Following wildcat strikes over the weekend which downed flights, Alitalia SpA union leaders said they would "suspend'' a 24-hour strike planned for Jan 23 after the government offered to discuss complaints about longer shifts, decreasing job security and the sale of a unit.
"We've been called in for a meeting with the government on Wednesday to discuss the Alitalia situation, so we've suspended the 24-hour strike due to start tonight at midnight,'' said Alberto Cassandra, a spokesman for Filt Cgil, the transport branch of Italy's largest union federation, in an interview.
Five unions representing flight attendants, ground crews and pilots of the Rome-based carrier had called for the strike in protest of measures taken by Chief Executive Officer Giancarlo Cimoli to return the company to profit. Cimoli is seeking to cut costs by shedding as many as 3,700 jobs and selling the airline's services unit to state holding company Fintecna SpA.
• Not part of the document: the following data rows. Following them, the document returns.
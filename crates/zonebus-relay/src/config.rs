use std::time::Duration;

use zonebus_bus::AddressMap;

/// Default deadline for each bus transaction phase.
pub const DEFAULT_BUS_TIMEOUT: Duration = Duration::from_millis(100);

/// Relay configuration: the fixed addressing scheme plus the per-phase bus
/// transaction timeout. Write and read phases share the same deadline.
#[derive(Debug, Clone)]
pub struct RelayConfig {
    pub addresses: AddressMap,
    pub bus_timeout: Duration,
}

impl Default for RelayConfig {
    fn default() -> Self {
        Self {
            addresses: AddressMap::default(),
            bus_timeout: DEFAULT_BUS_TIMEOUT,
        }
    }
}
use bytes::{Buf, BufMut, BytesMut};

/// Wire size of a request frame: zone byte + command byte.
pub const FRAME_SIZE: usize = 2;

/// The host's request: which zone to target and the command byte to deliver.
///
/// The command byte is opaque at this layer; only the addressed peripheral
/// assigns it meaning.
#[derive(Debug, Clone, Copy, PartialEq, Eq)]
pub struct CommandFrame {
    /// Destination zone selector.
    pub zone: u8,
    /// Opaque command code, forwarded verbatim.
    pub command: u8,
}

impl CommandFrame {
    pub fn new(zone: u8, command: u8) -> Self {
        Self { zone, command }
    }

    /// Append this frame's wire form to `dst`.
    pub fn encode(&self, dst: &mut BytesMut) {
        dst.reserve(FRAME_SIZE);
        dst.put_u8(self.zone);
        dst.put_u8(self.command);
    }
}

/// Decode one frame from a buffer.
///
/// Returns `None` if the buffer doesn't hold a complete frame yet. There is
/// no invalid wire form (any two bytes are a frame), so decoding cannot
/// fail. On success, consumes the frame bytes from the buffer.
pub fn decode_frame(src: &mut BytesMut) -> Option<CommandFrame> {
    if src.len() < FRAME_SIZE {
        return None;
    }

    let zone = src.get_u8();
    let command = src.get_u8();
    Some(CommandFrame { zone, command })
}
use std::io::{ErrorKind, Read};

use bytes::BytesMut;

use crate::codec::{decode_frame, CommandFrame};
use crate::error::{LinkError, Result};

const READ_CHUNK_SIZE: usize = 64;

/// Reads link traffic from any `Read` stream.
///
/// Handles partial reads internally: a frame split across reads is buffered
/// until complete, never dropped. EOF with a partial frame pending is
/// reported as `ConnectionClosed`.
pub struct LinkReader<T> {
    inner: T,
    buf: BytesMut,
}

impl<T: Read> LinkReader<T> {
    pub fn new(inner: T) -> Self {
        Self {
            inner,
            buf: BytesMut::with_capacity(READ_CHUNK_SIZE),
        }
    }

    /// Read the next complete 2-byte request frame (blocking).
    pub fn read_frame(&mut self) -> Result<CommandFrame> {
        loop {
            if let Some(frame) = decode_frame(&mut self.buf) {
                return Ok(frame);
            }
            self.fill()?;
        }
    }

    /// Read a single reply byte (blocking). Host side of the link.
    pub fn read_reply(&mut self) -> Result<u8> {
        loop {
            if !self.buf.is_empty() {
                return Ok(self.buf.split_to(1)[0]);
            }
            self.fill()?;
        }
    }

    fn fill(&mut self) -> Result<()> {
        let mut chunk = [0u8; READ_CHUNK_SIZE];
        let read = match self.inner.read(&mut chunk) {
            Ok(n) => n,
            Err(err) if err.kind() == ErrorKind::Interrupted => return Ok(()),
            Err(err) => return Err(LinkError::Io(err)),
        };

        if read == 0 {
            return Err(LinkError::ConnectionClosed);
        }

        self.buf.extend_from_slice(&chunk[..read]);
        Ok(())
    }

    /// Borrow the underlying stream.
    pub fn get_ref(&self) -> &T {
        &self.inner
    }

    /// Mutably borrow the underlying stream.
    pub fn get_mut(&mut self) -> &mut T {
        &mut self.inner
    }

    /// Consume the reader and return the inner stream.
    pub fn into_inner(self) -> T {
        self.inner
    }
}

#[cfg(test)]
mod tests {
    use std::io::Cursor;

    use super::*;

    #[test]
    fn read_single_frame() {
        let mut reader = LinkReader::new(Cursor::new(vec![5u8, 0x05]));
        let frame = reader.read_frame().unwrap();
        assert_eq!(frame, CommandFrame::new(5, 0x05));
    }

    #[test]
    fn read_back_to_back_frames() {
        let mut reader = LinkReader::new(Cursor::new(vec![1, 0xAA, 2, 0xBB, 3, 0xCC]));
        assert_eq!(reader.read_frame().unwrap(), CommandFrame::new(1, 0xAA));
        assert_eq!(reader.read_frame().unwrap(), CommandFrame::new(2, 0xBB));
        assert_eq!(reader.read_frame().unwrap(), CommandFrame::new(3, 0xCC));
    }

    #[test]
    fn frame_split_across_reads_is_not_dropped() {
        let reader = ByteByByteReader {
            bytes: vec![7, 0x42],
            pos: 0,
        };
        let mut reader = LinkReader::new(reader);
        assert_eq!(reader.read_frame().unwrap(), CommandFrame::new(7, 0x42));
    }

    #[test]
    fn eof_before_any_data() {
        let mut reader = LinkReader::new(Cursor::new(Vec::<u8>::new()));
        let err = reader.read_frame().unwrap_err();
        assert!(matches!(err, LinkError::ConnectionClosed));
    }

    #[test]
    fn eof_mid_frame() {
        let mut reader = LinkReader::new(Cursor::new(vec![5u8]));
        let err = reader.read_frame().unwrap_err();
        assert!(matches!(err, LinkError::ConnectionClosed));
    }

    #[test]
    fn read_reply_single_byte() {
        let mut reader = LinkReader::new(Cursor::new(vec![0x03u8]));
        assert_eq!(reader.read_reply().unwrap(), 0x03);
    }

    #[test]
    fn interrupted_read_retries() {
        let reader = InterruptedThenData {
            interrupted: false,
            bytes: vec![4, 0x10],
            pos: 0,
        };
        let mut reader = LinkReader::new(reader);
        assert_eq!(reader.read_frame().unwrap(), CommandFrame::new(4, 0x10));
    }

    #[test]
    fn timeout_propagates_as_io_error() {
        let mut reader = LinkReader::new(AlwaysTimedOut);
        let err = reader.read_reply().unwrap_err();
        assert!(matches!(err, LinkError::Io(ref e) if e.kind() == ErrorKind::TimedOut));
        assert!(err.is_silence());
    }

    struct ByteByByteReader {
        bytes: Vec<u8>,
        pos: usize,
    }

    impl Read for ByteByByteReader {
        fn read(&mut self, buf: &mut [u8]) -> std::io::Result<usize> {
            if self.pos >= self.bytes.len() || buf.is_empty() {
                return Ok(0);
            }
            buf[0] = self.bytes[self.pos];
            self.pos += 1;
            Ok(1)
        }
    }

    struct InterruptedThenData {
        interrupted: bool,
        bytes: Vec<u8>,
        pos: usize,
    }

    impl Read for InterruptedThenData {
        fn read(&mut self, buf: &mut [u8]) -> std::io::Result<usize> {
            if !self.interrupted {
                self.interrupted = true;
                return Err(std::io::Error::from(ErrorKind::Interrupted));
            }
            let remaining = self.bytes.len() - self.pos;
            let n = remaining.min(buf.len());
            buf[..n].copy_from_slice(&self.bytes[self.pos..self.pos + n]);
            self.pos += n;
            Ok(n)
        }
    }

    struct AlwaysTimedOut;

    impl Read for AlwaysTimedOut {
        fn read(&mut self, _buf: &mut [u8]) -> std::io::Result<usize> {
            Err(std::io::Error::from(ErrorKind::TimedOut))
        }
    }
}
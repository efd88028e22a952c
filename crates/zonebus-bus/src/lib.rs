//! Shared multi-drop bus abstraction for zone-addressed peripherals.
//!
//! Provides the master/slave trait seam the rest of zonebus builds on:
//! - [`BusMaster`] — issues single-byte write/read transactions to an address
//! - [`BusSlave`] — an address-selected responder
//! - [`AddressMap`] — the fixed addressing scheme (reserved peers, zone range)
//! - [`SimBus`] — an in-memory bus with fault injection, for tests and
//!   local harnesses
//!
//! This is the lowest layer of zonebus. Hardware bus backends implement
//! [`BusMaster`] against their own HAL; nothing here touches hardware.

pub mod addr;
pub mod error;
pub mod sim;
pub mod traits;

pub use addr::{AddressMap, BusAddr, HOST_CONTROLLER_ADDR, RELAY_ADDR, ZONE_BASE_ADDR};
pub use error::{AddressMapError, BusError, Result};
pub use sim::SimBus;
pub use traits::{BusMaster, BusSlave};
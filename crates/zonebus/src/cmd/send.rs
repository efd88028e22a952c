use std::fs::OpenOptions;
use std::sync::mpsc;
use std::thread;
use std::time::Duration;

use zonebus_relay::{CommandOutcome, HostClient, ERR_RELAY};

use crate::cmd::{parse_byte, SendArgs};
use crate::exit::{io_error, link_error, CliError, CliResult, FAILURE, SUCCESS, USAGE};
use crate::output::{print_outcome, OutputFormat};

pub fn run(args: SendArgs, format: OutputFormat) -> CliResult<i32> {
    let command = parse_byte(&args.command).map_err(|msg| CliError::new(USAGE, msg))?;
    let reply_timeout = parse_duration(&args.reply_timeout)?;

    let file = OpenOptions::new()
        .read(true)
        .write(true)
        .open(&args.device)
        .map_err(|err| io_error(&format!("failed opening {}", args.device.display()), err))?;
    let reader = file
        .try_clone()
        .map_err(|err| io_error("failed cloning device handle", err))?;

    let mut client = HostClient::new(reader, file);
    let zone = args.zone;

    // The reply read blocks on the device; run the round trip on a worker
    // so the deadline holds even when the device never answers.
    let (tx, rx) = mpsc::channel();
    thread::spawn(move || {
        let _ = tx.send(client.send_command(zone, command));
    });

    let outcome = match rx.recv_timeout(reply_timeout) {
        Ok(result) => result.map_err(|err| link_error("send failed", err))?,
        Err(_) => CommandOutcome {
            zone,
            command,
            reply: ERR_RELAY,
            elapsed: reply_timeout,
        },
    };

    print_outcome(&outcome, format);

    if outcome.is_success() {
        Ok(SUCCESS)
    } else {
        Ok(FAILURE)
    }
}

pub fn parse_duration(input: &str) -> CliResult<Duration> {
    let input = input.trim();
    if input.is_empty() {
        return Err(CliError::new(USAGE, "duration must not be empty"));
    }

    let (number, unit) = if let Some(num) = input.strip_suffix("ms") {
        (num, "ms")
    } else if let Some(num) = input.strip_suffix('s') {
        (num, "s")
    } else {
        (input, "s")
    };

    let value: u64 = number
        .parse()
        .map_err(|_| CliError::new(USAGE, format!("invalid duration value: {input}")))?;

    if value == 0 {
        return Err(CliError::new(USAGE, "duration must be greater than zero"));
    }

    match unit {
        "ms" => Ok(Duration::from_millis(value)),
        "s" => Ok(Duration::from_secs(value)),
        _ => Err(CliError::new(
            USAGE,
            format!("unsupported duration unit: {unit}"),
        )),
    }
}
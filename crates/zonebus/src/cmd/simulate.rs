use std::time::Instant;

use zonebus_link::CommandFrame;
use zonebus_relay::CommandOutcome;

use crate::cmd::serve::build_relay;
use crate::cmd::{parse_byte, SimulateArgs};
use crate::exit::{CliError, CliResult, FAILURE, SUCCESS, USAGE};
use crate::output::{print_outcome, OutputFormat};

pub fn run(args: SimulateArgs, format: OutputFormat) -> CliResult<i32> {
    let recognized = parse_byte(&args.recognized).map_err(|msg| CliError::new(USAGE, msg))?;
    let mut relay = build_relay(&args.zones, recognized)?;

    let mut any_failed = false;

    for spec in &args.frames {
        let frame = parse_frame(spec)?;

        let start = Instant::now();
        let reply = relay.process_command(&frame);
        let outcome = CommandOutcome {
            zone: frame.zone,
            command: frame.command,
            reply,
            elapsed: start.elapsed(),
        };

        any_failed |= !outcome.is_success();
        print_outcome(&outcome, format);
    }

    if any_failed {
        Ok(FAILURE)
    } else {
        Ok(SUCCESS)
    }
}

/// Parse a `zone:command` frame spec, e.g. `5:0x05`.
fn parse_frame(spec: &str) -> CliResult<CommandFrame> {
    let (zone, command) = spec
        .split_once(':')
        .ok_or_else(|| CliError::new(USAGE, format!("expected zone:command, got: {spec}")))?;

    let zone = parse_byte(zone).map_err(|msg| CliError::new(USAGE, msg))?;
    let command = parse_byte(command).map_err(|msg| CliError::new(USAGE, msg))?;

    Ok(CommandFrame::new(zone, command))
}
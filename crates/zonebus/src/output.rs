use std::io::{IsTerminal, Write};

use clap::ValueEnum;
use comfy_table::{presets::UTF8_FULL, ContentArrangement, Table};
use serde::Serialize;
use zonebus_bus::AddressMap;
use zonebus_relay::reply::{CONFIRM, ERR_ACK, ERR_ADDR, ERR_RELAY, ERR_TX};
use zonebus_relay::CommandOutcome;

#[derive(Clone, Debug, Copy, ValueEnum)]
pub enum OutputFormat {
    Json,
    Table,
    Pretty,
    Raw,
}

impl OutputFormat {
    pub fn default_for_stdout() -> Self {
        if std::io::stdout().is_terminal() {
            Self::Table
        } else {
            Self::Json
        }
    }
}

#[derive(Serialize)]
struct OutcomeOutput<'a> {
    zone: u8,
    command: String,
    reply: String,
    reply_name: &'a str,
    description: &'a str,
    success: bool,
    elapsed_ms: u128,
}

impl<'a> OutcomeOutput<'a> {
    fn from(outcome: &'a CommandOutcome) -> Self {
        Self {
            zone: outcome.zone,
            command: format!("0x{:02x}", outcome.command),
            reply: format!("0x{:02x}", outcome.reply),
            reply_name: reply_name(outcome.reply),
            description: outcome.description(),
            success: outcome.is_success(),
            elapsed_ms: outcome.elapsed.as_millis(),
        }
    }
}

pub fn print_outcome(outcome: &CommandOutcome, format: OutputFormat) {
    let out = OutcomeOutput::from(outcome);
    match format {
        OutputFormat::Json => {
            println!(
                "{}",
                serde_json::to_string(&out).unwrap_or_else(|_| "{}".to_string())
            );
        }
        OutputFormat::Table => {
            let mut table = Table::new();
            table
                .load_preset(UTF8_FULL)
                .set_content_arrangement(ContentArrangement::Dynamic)
                .set_header(vec!["ZONE", "COMMAND", "REPLY", "RESULT", "TIME"])
                .add_row(vec![
                    out.zone.to_string(),
                    out.command.clone(),
                    format!("{} ({})", out.reply, out.reply_name),
                    out.description.to_string(),
                    format!("{}ms", out.elapsed_ms),
                ]);
            println!("{table}");
        }
        OutputFormat::Pretty => {
            println!(
                "zone={} command={} reply={} ({}) {} [{}ms]",
                out.zone, out.command, out.reply, out.reply_name, out.description, out.elapsed_ms
            );
        }
        OutputFormat::Raw => {
            let mut stdout = std::io::stdout();
            let _ = stdout.write_all(&[outcome.reply]);
            let _ = stdout.flush();
        }
    }
}

#[derive(Serialize)]
struct AddressMapOutput {
    base: String,
    zone_start: u8,
    zone_end: u8,
    zones: Vec<ZoneEntry>,
    reserved: Vec<String>,
}

#[derive(Serialize)]
struct ZoneEntry {
    zone: u8,
    addr: String,
}

pub fn print_address_map(map: &AddressMap, format: OutputFormat) {
    let zones: Vec<ZoneEntry> = map
        .zones()
        .filter_map(|zone| {
            map.zone_addr(zone).map(|addr| ZoneEntry {
                zone,
                addr: addr.to_string(),
            })
        })
        .collect();

    match format {
        OutputFormat::Json => {
            let out = AddressMapOutput {
                base: map.base().to_string(),
                zone_start: *map.zones().start(),
                zone_end: *map.zones().end(),
                zones,
                reserved: map.reserved().iter().map(|a| a.to_string()).collect(),
            };
            println!(
                "{}",
                serde_json::to_string(&out).unwrap_or_else(|_| "{}".to_string())
            );
        }
        OutputFormat::Table => {
            let mut table = Table::new();
            table
                .load_preset(UTF8_FULL)
                .set_content_arrangement(ContentArrangement::Dynamic)
                .set_header(vec!["ZONE", "BUS ADDRESS"]);
            for entry in &zones {
                table.add_row(vec![entry.zone.to_string(), entry.addr.clone()]);
            }
            for addr in map.reserved() {
                table.add_row(vec!["(reserved)".to_string(), addr.to_string()]);
            }
            println!("{table}");
        }
        OutputFormat::Pretty | OutputFormat::Raw => {
            for entry in &zones {
                println!("zone {} -> {}", entry.zone, entry.addr);
            }
            for addr in map.reserved() {
                println!("reserved  {addr}");
            }
        }
    }
}

pub fn reply_name(reply: u8) -> &'static str {
    match reply {
        CONFIRM => "CONFIRM",
        ERR_TX => "ERR_TX",
        ERR_ACK => "ERR_ACK",
        ERR_ADDR => "ERR_ADDR",
        ERR_RELAY => "ERR_RELAY",
        _ => "STATUS",
    }
}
"The trade unions and management reached an accord in 2004 that was to guarantee the company not being chopped up and sold off,'' Cassandra said. "Cimoli's not sticking to the agreement, and his measures aren't bringing in the desired results if the figures that are leaking out are anything to go by.''
Italian newspaper Il Sole/24 Ore reported yesterday that the airline missed its 2005 passenger sales target by at least 160 million euros, leading to forecasts for an operating loss this year. Cimoli plans to trim expenses by 1 billion euros over the next four years to help return the airline to profit after five years of losses.